[YOUR OBJECTIVE] Pull every line holding the string "Some" from the records below.

*** Opening INFORMATION SUPPLIED ***

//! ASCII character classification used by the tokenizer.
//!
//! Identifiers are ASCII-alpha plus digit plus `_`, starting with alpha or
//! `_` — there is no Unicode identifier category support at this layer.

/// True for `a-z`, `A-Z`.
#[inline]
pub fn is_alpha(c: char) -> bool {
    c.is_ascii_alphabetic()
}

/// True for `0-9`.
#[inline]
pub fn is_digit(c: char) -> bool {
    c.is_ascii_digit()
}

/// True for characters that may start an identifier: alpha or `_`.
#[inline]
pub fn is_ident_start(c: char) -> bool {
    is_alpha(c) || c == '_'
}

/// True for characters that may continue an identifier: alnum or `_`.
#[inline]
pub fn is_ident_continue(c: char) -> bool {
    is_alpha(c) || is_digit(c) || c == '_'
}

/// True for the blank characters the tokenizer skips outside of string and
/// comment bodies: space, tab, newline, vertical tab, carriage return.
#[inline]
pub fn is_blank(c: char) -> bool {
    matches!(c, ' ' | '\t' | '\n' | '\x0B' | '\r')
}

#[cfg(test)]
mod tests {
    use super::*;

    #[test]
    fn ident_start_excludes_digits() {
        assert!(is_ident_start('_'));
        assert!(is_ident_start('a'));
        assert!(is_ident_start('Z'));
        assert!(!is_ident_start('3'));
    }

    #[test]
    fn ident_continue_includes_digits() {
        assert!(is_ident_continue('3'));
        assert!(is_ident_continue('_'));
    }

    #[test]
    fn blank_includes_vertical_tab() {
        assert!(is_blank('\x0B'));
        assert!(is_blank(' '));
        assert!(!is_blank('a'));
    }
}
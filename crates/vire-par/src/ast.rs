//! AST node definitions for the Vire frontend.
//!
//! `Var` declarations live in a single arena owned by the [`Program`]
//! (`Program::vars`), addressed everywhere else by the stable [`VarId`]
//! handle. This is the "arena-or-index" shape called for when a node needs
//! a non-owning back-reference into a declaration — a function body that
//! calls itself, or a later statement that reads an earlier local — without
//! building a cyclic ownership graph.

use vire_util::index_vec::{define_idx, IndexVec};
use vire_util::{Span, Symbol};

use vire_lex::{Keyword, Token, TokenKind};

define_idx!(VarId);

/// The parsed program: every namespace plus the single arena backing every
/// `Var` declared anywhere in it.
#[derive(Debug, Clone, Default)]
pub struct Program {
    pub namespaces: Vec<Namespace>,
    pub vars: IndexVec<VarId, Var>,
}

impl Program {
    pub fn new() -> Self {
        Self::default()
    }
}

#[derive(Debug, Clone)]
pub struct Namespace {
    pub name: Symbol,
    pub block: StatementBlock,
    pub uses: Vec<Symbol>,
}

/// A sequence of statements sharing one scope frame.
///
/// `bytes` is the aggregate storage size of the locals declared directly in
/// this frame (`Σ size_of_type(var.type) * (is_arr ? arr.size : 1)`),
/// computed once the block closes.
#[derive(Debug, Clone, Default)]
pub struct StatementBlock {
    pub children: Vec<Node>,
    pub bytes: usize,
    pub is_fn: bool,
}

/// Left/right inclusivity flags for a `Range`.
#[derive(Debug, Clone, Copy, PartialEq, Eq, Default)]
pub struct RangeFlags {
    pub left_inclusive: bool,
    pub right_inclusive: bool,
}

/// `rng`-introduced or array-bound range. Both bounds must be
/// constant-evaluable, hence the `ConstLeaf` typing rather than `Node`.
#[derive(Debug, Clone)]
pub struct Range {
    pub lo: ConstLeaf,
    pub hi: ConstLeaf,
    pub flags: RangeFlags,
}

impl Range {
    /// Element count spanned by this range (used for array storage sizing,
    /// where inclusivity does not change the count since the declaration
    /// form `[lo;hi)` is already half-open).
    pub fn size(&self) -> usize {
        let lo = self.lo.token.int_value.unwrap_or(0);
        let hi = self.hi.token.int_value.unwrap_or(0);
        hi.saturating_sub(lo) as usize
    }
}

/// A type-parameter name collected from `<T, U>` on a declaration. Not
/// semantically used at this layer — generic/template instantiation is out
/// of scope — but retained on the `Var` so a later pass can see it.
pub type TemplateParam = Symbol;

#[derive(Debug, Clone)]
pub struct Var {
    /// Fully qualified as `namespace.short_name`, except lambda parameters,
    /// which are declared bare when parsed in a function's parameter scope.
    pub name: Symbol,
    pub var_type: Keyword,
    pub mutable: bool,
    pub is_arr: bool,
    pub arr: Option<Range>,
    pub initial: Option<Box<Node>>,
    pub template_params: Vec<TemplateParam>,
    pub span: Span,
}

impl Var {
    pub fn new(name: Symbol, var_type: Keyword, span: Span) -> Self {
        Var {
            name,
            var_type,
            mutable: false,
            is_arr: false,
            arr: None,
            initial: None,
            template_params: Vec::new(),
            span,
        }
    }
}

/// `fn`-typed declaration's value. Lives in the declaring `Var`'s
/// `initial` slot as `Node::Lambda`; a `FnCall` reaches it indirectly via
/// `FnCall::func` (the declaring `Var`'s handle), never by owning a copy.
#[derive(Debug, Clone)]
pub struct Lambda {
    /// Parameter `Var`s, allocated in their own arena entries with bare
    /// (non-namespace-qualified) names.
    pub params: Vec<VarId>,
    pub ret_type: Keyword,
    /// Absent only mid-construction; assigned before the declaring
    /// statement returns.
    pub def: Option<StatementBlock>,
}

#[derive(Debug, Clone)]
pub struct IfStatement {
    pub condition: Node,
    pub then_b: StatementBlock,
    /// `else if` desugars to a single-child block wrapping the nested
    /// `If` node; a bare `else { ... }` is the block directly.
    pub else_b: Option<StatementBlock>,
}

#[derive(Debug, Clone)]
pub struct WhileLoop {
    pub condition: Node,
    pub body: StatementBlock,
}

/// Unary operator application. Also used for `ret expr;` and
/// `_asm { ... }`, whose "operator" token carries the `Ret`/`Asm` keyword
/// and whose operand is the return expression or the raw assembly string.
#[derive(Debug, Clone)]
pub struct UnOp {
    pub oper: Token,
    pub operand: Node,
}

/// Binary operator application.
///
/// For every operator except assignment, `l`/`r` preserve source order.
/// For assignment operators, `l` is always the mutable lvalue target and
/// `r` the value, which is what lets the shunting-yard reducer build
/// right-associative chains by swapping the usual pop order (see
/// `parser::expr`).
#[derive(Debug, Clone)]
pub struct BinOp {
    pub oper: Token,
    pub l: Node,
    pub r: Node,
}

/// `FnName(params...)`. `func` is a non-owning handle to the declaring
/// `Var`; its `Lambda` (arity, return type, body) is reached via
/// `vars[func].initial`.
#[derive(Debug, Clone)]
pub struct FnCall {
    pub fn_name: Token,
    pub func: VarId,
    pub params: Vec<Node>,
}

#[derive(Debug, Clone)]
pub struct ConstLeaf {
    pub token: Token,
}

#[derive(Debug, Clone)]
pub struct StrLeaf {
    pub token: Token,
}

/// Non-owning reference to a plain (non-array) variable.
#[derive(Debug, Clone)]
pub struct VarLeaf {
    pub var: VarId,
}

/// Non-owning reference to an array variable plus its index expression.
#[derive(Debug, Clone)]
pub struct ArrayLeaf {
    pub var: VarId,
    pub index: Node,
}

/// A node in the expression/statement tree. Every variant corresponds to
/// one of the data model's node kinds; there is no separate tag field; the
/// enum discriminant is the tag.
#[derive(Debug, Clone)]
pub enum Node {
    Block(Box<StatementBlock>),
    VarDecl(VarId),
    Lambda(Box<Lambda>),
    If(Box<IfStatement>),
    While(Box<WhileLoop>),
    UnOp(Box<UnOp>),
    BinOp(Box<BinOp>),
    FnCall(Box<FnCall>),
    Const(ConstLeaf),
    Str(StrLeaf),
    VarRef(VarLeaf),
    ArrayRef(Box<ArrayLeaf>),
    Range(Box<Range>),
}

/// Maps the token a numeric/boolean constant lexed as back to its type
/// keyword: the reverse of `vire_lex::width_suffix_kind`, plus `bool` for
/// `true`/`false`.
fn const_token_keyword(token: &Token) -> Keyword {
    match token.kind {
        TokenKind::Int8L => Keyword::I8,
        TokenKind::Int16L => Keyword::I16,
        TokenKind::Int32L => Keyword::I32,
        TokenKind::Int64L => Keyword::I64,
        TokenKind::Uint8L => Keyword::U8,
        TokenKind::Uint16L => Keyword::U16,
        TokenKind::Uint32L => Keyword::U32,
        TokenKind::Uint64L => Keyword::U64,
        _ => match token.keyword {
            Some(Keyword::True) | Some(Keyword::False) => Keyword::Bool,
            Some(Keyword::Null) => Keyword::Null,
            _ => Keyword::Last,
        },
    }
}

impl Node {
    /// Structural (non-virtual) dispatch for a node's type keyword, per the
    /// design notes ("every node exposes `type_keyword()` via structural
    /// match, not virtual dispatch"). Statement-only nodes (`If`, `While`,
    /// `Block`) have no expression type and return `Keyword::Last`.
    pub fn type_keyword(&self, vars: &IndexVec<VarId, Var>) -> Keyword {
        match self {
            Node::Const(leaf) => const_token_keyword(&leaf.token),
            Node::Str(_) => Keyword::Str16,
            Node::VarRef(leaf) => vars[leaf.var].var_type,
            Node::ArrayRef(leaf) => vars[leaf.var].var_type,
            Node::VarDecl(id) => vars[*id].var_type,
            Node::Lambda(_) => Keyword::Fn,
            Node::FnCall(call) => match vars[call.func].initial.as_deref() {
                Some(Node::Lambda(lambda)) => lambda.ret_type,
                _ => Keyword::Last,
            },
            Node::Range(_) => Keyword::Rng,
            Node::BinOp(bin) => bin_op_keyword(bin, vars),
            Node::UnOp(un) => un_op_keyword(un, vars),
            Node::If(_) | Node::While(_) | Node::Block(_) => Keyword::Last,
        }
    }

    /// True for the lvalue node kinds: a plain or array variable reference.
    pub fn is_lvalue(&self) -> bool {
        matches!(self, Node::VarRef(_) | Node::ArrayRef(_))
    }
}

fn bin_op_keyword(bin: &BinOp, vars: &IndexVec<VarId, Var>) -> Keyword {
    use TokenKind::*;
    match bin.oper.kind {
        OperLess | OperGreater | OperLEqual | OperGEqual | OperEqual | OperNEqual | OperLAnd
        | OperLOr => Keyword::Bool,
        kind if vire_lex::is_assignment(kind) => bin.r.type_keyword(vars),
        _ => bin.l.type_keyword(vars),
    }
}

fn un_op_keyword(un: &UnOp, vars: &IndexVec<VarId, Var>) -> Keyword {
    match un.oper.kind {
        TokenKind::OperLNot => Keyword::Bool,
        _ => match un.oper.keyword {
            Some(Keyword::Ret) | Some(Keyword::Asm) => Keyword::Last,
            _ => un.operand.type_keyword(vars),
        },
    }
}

*** Closing INFORMATION SUPPLIED ***

[REPLY]
            Some(Keyword::True) | Some(Keyword::False) => Keyword::Bool,
            Some(Keyword::Null) => Keyword::Null,
                Some(Node::Lambda(lambda)) => lambda.ret_type,
            Some(Keyword::Ret) | Some(Keyword::Asm) => Keyword::Last,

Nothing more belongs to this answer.